- What is expected:
Below are some records. Return exactly the lines from the one containing "usize, max_top_k: usize)" through the one containing "#[async_trait]", both included, and only those.

[Stored data]
◇ ◇ ◇ ◇

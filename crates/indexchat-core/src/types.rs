//! Core types shared by the retriever, the tools and the answer loop.

use serde::{Deserialize, Serialize};
use std::fmt;

// ═══════════════════════════════════════
// Retrieval
// ═══════════════════════════════════════

/// An independent content type with its own embedding space.
#[derive(Debug, Clone, Copy, PartialEq, Eq, Hash, Serialize, Deserialize)]
#[serde(rename_all = "lowercase")]
pub enum Modality {
    Text,
    Image,
    Audio,
}

impl Modality {
    /// Fixed fan-out and merge order.
    pub const ALL: [Modality; 3] = [Modality::Text, Modality::Image, Modality::Audio];

    pub fn as_str(&self) -> &'static str {
        match self {
            Modality::Text => "text",
            Modality::Image => "image",
            Modality::Audio => "audio",
        }
    }

    /// Parse the `content_type` column written by the ingestion pipeline.
    pub fn parse(s: &str) -> Option<Self> {
        match s.trim().to_ascii_lowercase().as_str() {
            "text" => Some(Modality::Text),
            "image" => Some(Modality::Image),
            "audio" => Some(Modality::Audio),
            _ => None,
        }
    }
}

impl fmt::Display for Modality {
    fn fmt(&self, f: &mut fmt::Formatter<'_>) -> fmt::Result {
        f.write_str(self.as_str())
    }
}

/// One retrievable fragment, as persisted by ingestion.
#[derive(Debug, Clone, PartialEq)]
pub struct Chunk {
    pub id: i64,
    pub file_name: String,
    pub modality: Modality,
    pub payload_text: String,
    pub embedding: Vec<f32>,
    pub metadata: Option<String>,
}

/// A ranked hit. `rank_score` is always "higher is better".
#[derive(Debug, Clone, PartialEq, Serialize, Deserialize)]
pub struct SearchResult {
    pub chunk_id: i64,
    pub file_name: String,
    pub modality: Modality,
    pub payload_text: String,
    pub metadata: Option<String>,
    pub rank_score: f32,
}

/// A citation surfaced to the caller.
#[derive(Debug, Clone, PartialEq, Eq, Serialize, Deserialize)]
pub struct SourceRef {
    pub id: i64,
    pub file_name: String,
}

impl From<&SearchResult> for SourceRef {
    fn from(r: &SearchResult) -> Self {
        Self {
            id: r.chunk_id,
            file_name: r.file_name.clone(),
        }
    }
}

// ═══════════════════════════════════════
// Conversation
// ═══════════════════════════════════════

#[derive(Debug, Clone, Copy, PartialEq, Eq, Serialize, Deserialize)]
#[serde(rename_all = "lowercase")]
pub enum Role {
    System,
    User,
    Assistant,
    Tool,
}

/// A chat message in OpenAI wire shape.
#[derive(Debug, Clone, PartialEq, Serialize, Deserialize)]
pub struct Message {
    pub role: Role,
    pub content: String,
    #[serde(skip_serializing_if = "Option::is_none")]
    pub name: Option<String>,
    #[serde(skip_serializing_if = "Option::is_none")]
    pub tool_call_id: Option<String>,
    #[serde(skip_serializing_if = "Option::is_none")]
    pub tool_calls: Option<Vec<ToolCall>>,
}

impl Message {
    fn with_role(role: Role, content: impl Into<String>) -> Self {
        Self {
            role,
            content: content.into(),
            name: None,
            tool_call_id: None,
            tool_calls: None,
        }
    }

    pub fn system(content: impl Into<String>) -> Self {
        Self::with_role(Role::System, content)
    }

    pub fn user(content: impl Into<String>) -> Self {
        Self::with_role(Role::User, content)
    }

    /// Assistant turn that requested tools.
    pub fn assistant_tool_calls(content: impl Into<String>, calls: Vec<ToolCall>) -> Self {
        Self {
            tool_calls: Some(calls),
            ..Self::with_role(Role::Assistant, content)
        }
    }

    pub fn tool(content: impl Into<String>, tool_call_id: &str) -> Self {
        Self {
            tool_call_id: Some(tool_call_id.to_string()),
            ..Self::with_role(Role::Tool, content)
        }
    }
}

#[derive(Debug, Clone, PartialEq, Serialize, Deserialize)]
pub struct ToolCall {
    pub id: String,
    pub r#type: String,
    pub function: FunctionCall,
}

impl ToolCall {
    pub fn function(id: impl Into<String>, name: impl Into<String>, arguments: impl Into<String>) -> Self {
        Self {
            id: id.into(),
            r#type: "function".into(),
            function: FunctionCall {
                name: name.into(),
                arguments: arguments.into(),
            },
        }
    }
}

#[derive(Debug, Clone, PartialEq, Serialize, Deserialize)]
pub struct FunctionCall {
    pub name: String,
    /// Raw JSON argument string, exactly as the model produced it.
    pub arguments: String,
}

/// Tool schema advertised to the model.
#[derive(Debug, Clone, PartialEq, Serialize, Deserialize)]
pub struct ToolDefinition {
    pub name: String,
    pub description: String,
    pub parameters: serde_json::Value,
}

/// Outcome of one tool execution.
#[derive(Debug, Clone, Default)]
pub struct ToolResult {
    pub output: String,
    /// Citations produced by this call, in result order.
    pub sources: Vec<SourceRef>,
}

#[derive(Debug, Clone, Default)]
pub struct ProviderResponse {
    pub content: Option<String>,
    pub tool_calls: Vec<ToolCall>,
    pub finish_reason: Option<String>,
    pub usage: Option<Usage>,
}

#[derive(Debug, Clone, Copy, Default, PartialEq, Eq, Serialize, Deserialize)]
pub struct Usage {
    pub prompt_tokens: u32,
    pub completion_tokens: u32,
    pub total_tokens: u32,
}

/// Final answer of one request.
#[derive(Debug, Clone, PartialEq, Serialize, Deserialize)]
pub struct Answer {
    pub answer: String,
    pub sources: Vec<SourceRef>,
}
//! `search_pdfs` lets the model search every indexed source.
//!
//! The name is kept for compatibility with prompts written against the
//! PDF-only version; it covers images, audio and video frames too.

use async_trait::async_trait;
use indexchat_core::config::IndexConfig;
use indexchat_core::error::{IndexChatError, Result};
use indexchat_core::traits::Tool;
use indexchat_core::types::{SearchResult, SourceRef, ToolDefinition, ToolResult};
use indexchat_knowledge::FanOutRetriever;
use serde::Deserialize;
use std::fmt::Write;
use std::sync::Arc;

use crate::registry::validate_args;

pub const TOOL_NAME: &str = "search_pdfs";

const DESCRIPTION: &str = "Search all indexed sources (documents, images, audio, video frames) \
and return relevant fragments with their source file names.";

#[derive(Debug, Deserialize)]
struct SearchArgs {
    query: String,
    #[serde(default)]
    top_k: Option<f64>,
}

pub struct SearchSourcesTool {
    retriever: Arc<FanOutRetriever>,
    default_top_k: usize,
    max_top_k: usize,
}

impl SearchSourcesTool {
    pub fn new(retriever: Arc<FanOutRetriever>, default_top_k: usize, max_top_k: usize) -> Self {
        Self {
            retriever,
            default_top_k,
            max_top_k: max_top_k.max(1),
        }
    }

    fn parse_args(&self, arguments: &str) -> Result<(String, usize)> {
        let value: serde_json::Value = serde_json::from_str(arguments)
            .map_err(|e| IndexChatError::ToolExecution(format!("Invalid arguments: {e}")))?;
        validate_args(&self.definition(), &value).map_err(IndexChatError::ToolExecution)?;
        let args: SearchArgs = serde_json::from_value(value)
            .map_err(|e| IndexChatError::ToolExecution(format!("Invalid arguments: {e}")))?;

        let top_k = IndexConfig::clamp_top_k(args.top_k, self.default_top_k, self.max_top_k);
        Ok((args.query, top_k))
    }
}

/// Render hits as numbered fragments the model can cite.
pub fn format_results(query: &str, results: &[SearchResult]) -> String {
    if results.is_empty() {
        return format!("No relevant fragments found for: {query}");
    }

    let mut out = format!("Found {} fragment(s) for \"{query}\":\n", results.len());
    for (i, r) in results.iter().enumerate() {
        let _ = write!(
            out,
            "\n[{}] {} ({}, id {}, score {:.3})\n",
            i + 1,
            r.file_name,
            r.modality,
            r.chunk_id,
            r.rank_score
        );
        if let Some(meta) = r.metadata.as_deref().filter(|m| !m.is_empty()) {
            let _ = writeln!(out, "metadata: {meta}");
        }
        let _ = writeln!(out, "{}", r.payload_text.trim());
    }
    out
}

#[async_trait]
impl Tool for SearchSourcesTool {
    fn name(&self) -> &str {
        TOOL_NAME
    }

    fn definition(&self) -> ToolDefinition {
        ToolDefinition {
            name: TOOL_NAME.into(),
            description: DESCRIPTION.into(),
            parameters: serde_json::json!({
                "type": "object",
                "properties": {
                    "query": { "type": "string", "description": "What to look for" },
                    "top_k": {
                        "type": "integer",
                        "description": format!("Fragments per source type (default {})", self.default_top_k)
                    }
                },
                "required": ["query"]
            }),
        }
    }

    async fn execute(&self, arguments: &str) -> Result<ToolResult> {
        let (query, top_k) = self.parse_args(arguments)?;
        tracing::debug!("search_pdfs: query={query:?} top_k={top_k}");

        let results = self.retriever.retrieve(&query, top_k).await?;

        Ok(ToolResult {
            output: format_results(&query, &results),
            sources: results.iter().map(SourceRef::from).collect(),
        })
    }
}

◇ ◇ ◇ ◇

- Expected answer:
    pub fn new(retriever: Arc<FanOutRetriever>, default_top_k: usize, max_top_k: usize) -> Self {
        Self {
            retriever,
            default_top_k,
            max_top_k: max_top_k.max(1),
        }
    }

    fn parse_args(&self, arguments: &str) -> Result<(String, usize)> {
        let value: serde_json::Value = serde_json::from_str(arguments)
            .map_err(|e| IndexChatError::ToolExecution(format!("Invalid arguments: {e}")))?;
        validate_args(&self.definition(), &value).map_err(IndexChatError::ToolExecution)?;
        let args: SearchArgs = serde_json::from_value(value)
            .map_err(|e| IndexChatError::ToolExecution(format!("Invalid arguments: {e}")))?;

        let top_k = IndexConfig::clamp_top_k(args.top_k, self.default_top_k, self.max_top_k);
        Ok((args.query, top_k))
    }
}

/// Render hits as numbered fragments the model can cite.
pub fn format_results(query: &str, results: &[SearchResult]) -> String {
    if results.is_empty() {
        return format!("No relevant fragments found for: {query}");
    }

    let mut out = format!("Found {} fragment(s) for \"{query}\":\n", results.len());
    for (i, r) in results.iter().enumerate() {
        let _ = write!(
            out,
            "\n[{}] {} ({}, id {}, score {:.3})\n",
            i + 1,
            r.file_name,
            r.modality,
            r.chunk_id,
            r.rank_score
        );
        if let Some(meta) = r.metadata.as_deref().filter(|m| !m.is_empty()) {
            let _ = writeln!(out, "metadata: {meta}");
        }
        let _ = writeln!(out, "{}", r.payload_text.trim());
    }
    out
}

#[async_trait]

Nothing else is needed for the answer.